Turning to economic issues, this Prime Minister once described the UK budget rebate as “non-negotiable”—that was before he gave £7 billion of that rebate away. When he did so—this is the reason for asking the question today—Tony Blair said that the Government had obtained in return a review of the EU budget. That was meant to start in 2008 and to finish by the end of 2009, but it is absolutely nowhere near finishing. Indeed, in the draft summit conclusions the deadline slipped to next July, and in the final conclusions it slipped another six months, to the end of 2010. At a time when budgets are being cut in the UK, does the Prime Minister agree that in reviewing the EU budget, the main purpose should be to push for a real-terms cut in that budget? Does he also think that while public servants in this country are getting low pay increases or even, in some cases, pay freezes, it is completely wrong for EU civil servants to receive a 3.7 per cent. pay rise?
Turning to the new Commission, is it not the case that the Prime Minister’s whole approach to this has been wrong from start to finish? He started by spending valuable political capital on a completely misconceived plan to make Tony Blair President of Europe and ended with Britain having none of the key economic portfolios. Indeed, the Government became so dysfunctional that at one stage Peter Mandelson tried to land himself the job of High Representative. The Prime Minister shakes his head, but perhaps he should just nod. Did Lord Mandelson try to get the job? Is there anybody in there? He was frantically hitting the phones, apparently—the rat was trying to leave the sinking ship, but he is still on board.
Friends of Lord Mandelson, which always used to mean Peter Mandelson himself, said that he thought the whole thing not pathetic, but “botched”. That was his word. Is that not the right description for the Prime Minister’s handling of this affair?
On financial services, cross-border co-operation is clearly vital. However, will the Prime Minister confirm that Britain has effectively given up its veto on blocking regulatory decisions in times of crisis when there is a disagreement over whether there are financial consequences for the taxpayer? He did not mention that in his statement—perhaps he can answer it when he has finished chuntering from a sedentary position.
The summit conclusions also called for the restoration of sound public finances. May I ask the Prime Minister whether he ever expected to come back from a European summit as Prime Minister after 12 years’ stewardship of Britain’s finances with the biggest deficit of any major economy, with Britain the only G20 country still mired in recession and with the worst outlook for public finances in a generation?
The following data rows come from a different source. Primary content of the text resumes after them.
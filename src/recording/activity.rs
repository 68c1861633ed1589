//! Activity records: per-timestep firing of every neuron in one species.

use std::fs::File;
use std::io::{self, BufReader, BufWriter, Write};
use std::path::Path;

use csv::StringRecord;

/// Leading columns preceding the per-neuron firing columns.
pub const TIME_COLUMN: &str = "time";
pub const CONDITION_COLUMN: &str = "condition";

/// One simulated timestep.
#[derive(Debug, Clone, PartialEq)]
pub struct ActivityRow {
    /// Simulation time in seconds.
    pub time: f64,
    /// Condition label reported by the stimulation protocol.
    pub condition: String,
    /// Whether each neuron fired during this step.
    pub firing: Vec<bool>,
}

/// Complete activity table of one species.
#[derive(Debug, Clone, Default, PartialEq)]
pub struct ActivityRecord {
    /// Number of neurons (firing columns).
    pub num_neurons: usize,
    /// Rows in time order.
    pub rows: Vec<ActivityRow>,
}

impl ActivityRecord {
    /// Create an empty record.
    pub fn new(num_neurons: usize) -> Self {
        Self {
            num_neurons,
            rows: Vec::new(),
        }
    }

    /// Number of rows.
    pub fn len(&self) -> usize {
        self.rows.len()
    }

    /// Check if the record has no rows.
    pub fn is_empty(&self) -> bool {
        self.rows.is_empty()
    }

    /// Rows recorded under `condition`.
    pub fn rows_in<'a>(&'a self, condition: &'a str) -> impl Iterator<Item = &'a ActivityRow> {
        self.rows.iter().filter(move |r| r.condition == condition)
    }

    /// Fraction of (row, neuron) cells that fired, over rows under
    /// `condition` and the given neurons. Zero when nothing matches.
    pub fn firing_fraction(&self, condition: &str, neurons: &[usize]) -> f64 {
        let mut cells = 0usize;
        let mut spikes = 0usize;
        for row in self.rows_in(condition) {
            for &n in neurons {
                cells += 1;
                if row.firing.get(n).copied().unwrap_or(false) {
                    spikes += 1;
                }
            }
        }
        if cells == 0 {
            0.0
        } else {
            spikes as f64 / cells as f64
        }
    }

    /// Total number of spikes across all rows and neurons.
    pub fn spike_count(&self) -> usize {
        self.rows
            .iter()
            .map(|r| r.firing.iter().filter(|&&f| f).count())
            .sum()
    }

    /// Load a record written by [`ActivityWriter`].
    pub fn read_from<P: AsRef<Path>>(path: P) -> Result<Self, RecordError> {
        let file = File::open(path)?;
        let mut reader = csv::Reader::from_reader(BufReader::new(file));

        let headers = reader.headers()?.clone();
        if headers.len() < 2
            || &headers[0] != TIME_COLUMN
            || &headers[1] != CONDITION_COLUMN
        {
            return Err(RecordError::Malformed {
                line: 1,
                reason: format!("unexpected header {:?}", headers),
            });
        }
        let num_neurons = headers.len() - 2;

        let mut rows = Vec::new();
        let mut record = StringRecord::new();
        while reader.read_record(&mut record)? {
            let line = record.position().map(|p| p.line()).unwrap_or(0);
            rows.push(parse_row(&record, line)?);
        }

        Ok(Self { num_neurons, rows })
    }
}

fn parse_row(record: &StringRecord, line: u64) -> Result<ActivityRow, RecordError> {
    let malformed = |reason: String| RecordError::Malformed { line, reason };

    let time = record[0]
        .parse::<f64>()
        .map_err(|e| malformed(format!("bad time '{}': {}", &record[0], e)))?;
    let condition = record[1].to_string();
    let firing = record
        .iter()
        .skip(2)
        .map(|cell| match cell {
            "0" => Ok(false),
            "1" => Ok(true),
            other => Err(malformed(format!("bad firing cell '{}'", other))),
        })
        .collect::<Result<Vec<_>, _>>()?;

    Ok(ActivityRow {
        time,
        condition,
        firing,
    })
}

/// Streaming writer for activity records.
///
/// Rows go straight to disk as they are produced, so long simulations never
/// hold their whole trace in memory.
///
/// Usage:
/// ```ignore
/// let mut writer = ActivityWriter::create("activity.csv", num_neurons)?;
/// while !clock.is_stopped() {
///     // ... advance the engine ...
///     writer.write_row(time, label, engine.firing_state())?;
/// }
/// writer.finalize()?;
/// ```
pub struct ActivityWriter {
    writer: csv::Writer<BufWriter<File>>,
    num_neurons: usize,
    rows_written: u64,
    /// Reused record buffer.
    record: StringRecord,
}

impl ActivityWriter {
    /// Create the file and write the header row.
    pub fn create<P: AsRef<Path>>(path: P, num_neurons: usize) -> Result<Self, RecordError> {
        let file = File::create(path)?;
        let mut writer = csv::Writer::from_writer(BufWriter::new(file));

        let mut header = StringRecord::with_capacity(16 * (num_neurons + 2), num_neurons + 2);
        header.push_field(TIME_COLUMN);
        header.push_field(CONDITION_COLUMN);
        for i in 0..num_neurons {
            header.push_field(&format!("neuron_{}", i));
        }
        writer.write_record(&header)?;

        Ok(Self {
            writer,
            num_neurons,
            rows_written: 0,
            record: StringRecord::with_capacity(4 * (num_neurons + 2), num_neurons + 2),
        })
    }

    /// Append one row.
    pub fn write_row(
        &mut self,
        time: f64,
        condition: &str,
        firing: &[bool],
    ) -> Result<(), RecordError> {
        if firing.len() != self.num_neurons {
            return Err(RecordError::NeuronCountMismatch {
                expected: self.num_neurons,
                found: firing.len(),
            });
        }

        self.record.clear();
        self.record.push_field(&time.to_string());
        self.record.push_field(condition);
        for &fired in firing {
            self.record.push_field(if fired { "1" } else { "0" });
        }
        self.writer.write_record(&self.record)?;
        self.rows_written += 1;
        Ok(())
    }

    /// Number of rows written so far.
    pub fn rows_written(&self) -> u64 {
        self.rows_written
    }

    /// Flush buffered rows and sync the file to disk.
    pub fn finalize(self) -> Result<u64, RecordError> {
        let rows = self.rows_written;
        let mut inner = self
            .writer
            .into_inner()
            .map_err(|e| RecordError::Io(io::Error::other(e.to_string())))?;
        inner.flush()?;
        inner.get_ref().sync_all()?;
        Ok(rows)
    }
}

/// Activity record I/O errors.
#[derive(Debug, thiserror::Error)]
pub enum RecordError {
    #[error("I/O error: {0}")]
    Io(#[from] io::Error),
    #[error("CSV error: {0}")]
    Csv(#[from] csv::Error),
    #[error("Malformed activity at line {line}: {reason}")]
    Malformed { line: u64, reason: String },
    #[error("Row has {found} firing values, expected {expected}")]
    NeuronCountMismatch { expected: usize, found: usize },
}

#[cfg(test)]
mod tests {
    use super::*;
    use std::fs;
    use tempfile::tempdir;

    #[test]
    fn test_write_then_read() {
        let dir = tempdir().unwrap();
        let path = dir.path().join("activity.csv");

        let mut writer = ActivityWriter::create(&path, 3).unwrap();
        writer.write_row(0.0, "rest", &[false, false, false]).unwrap();
        writer.write_row(0.001, "stimulus", &[true, false, true]).unwrap();
        writer.write_row(0.002, "stimulus", &[false, true, false]).unwrap();
        assert_eq!(writer.finalize().unwrap(), 3);

        let record = ActivityRecord::read_from(&path).unwrap();
        assert_eq!(record.num_neurons, 3);
        assert_eq!(record.len(), 3);
        assert_eq!(record.rows[1].time, 0.001);
        assert_eq!(record.rows[1].condition, "stimulus");
        assert_eq!(record.rows[1].firing, vec![true, false, true]);
        assert_eq!(record.spike_count(), 3);
    }

    #[test]
    fn test_header_layout() {
        let dir = tempdir().unwrap();
        let path = dir.path().join("activity.csv");

        let mut writer = ActivityWriter::create(&path, 2).unwrap();
        writer.write_row(0.5, "both", &[true, false]).unwrap();
        writer.finalize().unwrap();

        let content = fs::read_to_string(&path).unwrap();
        let mut lines = content.lines();
        assert_eq!(lines.next(), Some("time,condition,neuron_0,neuron_1"));
        assert_eq!(lines.next(), Some("0.5,both,1,0"));
    }

    #[test]
    fn test_header_only_is_empty_record() {
        let dir = tempdir().unwrap();
        let path = dir.path().join("activity.csv");
        ActivityWriter::create(&path, 4).unwrap().finalize().unwrap();

        let record = ActivityRecord::read_from(&path).unwrap();
        assert_eq!(record.num_neurons, 4);
        assert!(record.is_empty());
    }

    #[test]
    fn test_rejects_wrong_width_row() {
        let dir = tempdir().unwrap();
        let path = dir.path().join("activity.csv");
        let mut writer = ActivityWriter::create(&path, 2).unwrap();
        assert!(matches!(
            writer.write_row(0.0, "rest", &[true]),
            Err(RecordError::NeuronCountMismatch { expected: 2, found: 1 })
        ));
    }

    #[test]
    fn test_malformed_cells() {
        let dir = tempdir().unwrap();
        let path = dir.path().join("activity.csv");
        fs::write(&path, "time,condition,neuron_0\n0.0,rest,2\n").unwrap();
        assert!(matches!(
            ActivityRecord::read_from(&path),
            Err(RecordError::Malformed { .. })
        ));

        fs::write(&path, "t,c,neuron_0\n").unwrap();
        assert!(matches!(
            ActivityRecord::read_from(&path),
            Err(RecordError::Malformed { line: 1, .. })
        ));
    }

    #[test]
    fn test_truncated_row_is_error() {
        let dir = tempdir().unwrap();
        let path = dir.path().join("activity.csv");
        fs::write(&path, "time,condition,neuron_0,neuron_1\n0.0,rest,0,1\n0.1,rest\n").unwrap();
        assert!(ActivityRecord::read_from(&path).is_err());
    }

    #[test]
    fn test_missing_file_is_io_error() {
        let dir = tempdir().unwrap();
        assert!(matches!(
            ActivityRecord::read_from(dir.path().join("nope.csv")),
            Err(RecordError::Io(_))
        ));
    }

    #[test]
    fn test_firing_fraction() {
        let record = ActivityRecord {
            num_neurons: 2,
            rows: vec![
                ActivityRow {
                    time: 0.0,
                    condition: "a".into(),
                    firing: vec![true, false],
                },
                ActivityRow {
                    time: 0.1,
                    condition: "a".into(),
                    firing: vec![true, true],
                },
                ActivityRow {
                    time: 0.2,
                    condition: "b".into(),
                    firing: vec![false, false],
                },
            ],
        };
        assert!((record.firing_fraction("a", &[0]) - 1.0).abs() < 1e-12);
        assert!((record.firing_fraction("a", &[1]) - 0.5).abs() < 1e-12);
        assert_eq!(record.firing_fraction("b", &[0, 1]), 0.0);
        assert_eq!(record.firing_fraction("missing", &[0]), 0.0);
    }
}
Is that what he meant by leading the way in Europe?
I am surprised that the right hon. Gentleman spent most of his time raising issues that were not even discussed at the European Council. It would have been better if he had addressed in a bit more detail all the issues that I put to the House this afternoon.
The first issue was those matters that relate to Afghanistan. It is very important to recognise that there is all-party agreement on these matters and not to exaggerate any differences between us at this particularly sensitive time, when more troops are going into Afghanistan, when we are persuading the Afghan forces to increase their numbers in Helmand province, and when we are trying to extend civilian and military co-operation so that we can tackle the Taliban insurgency effectively by weakening them and strengthening the Afghan state.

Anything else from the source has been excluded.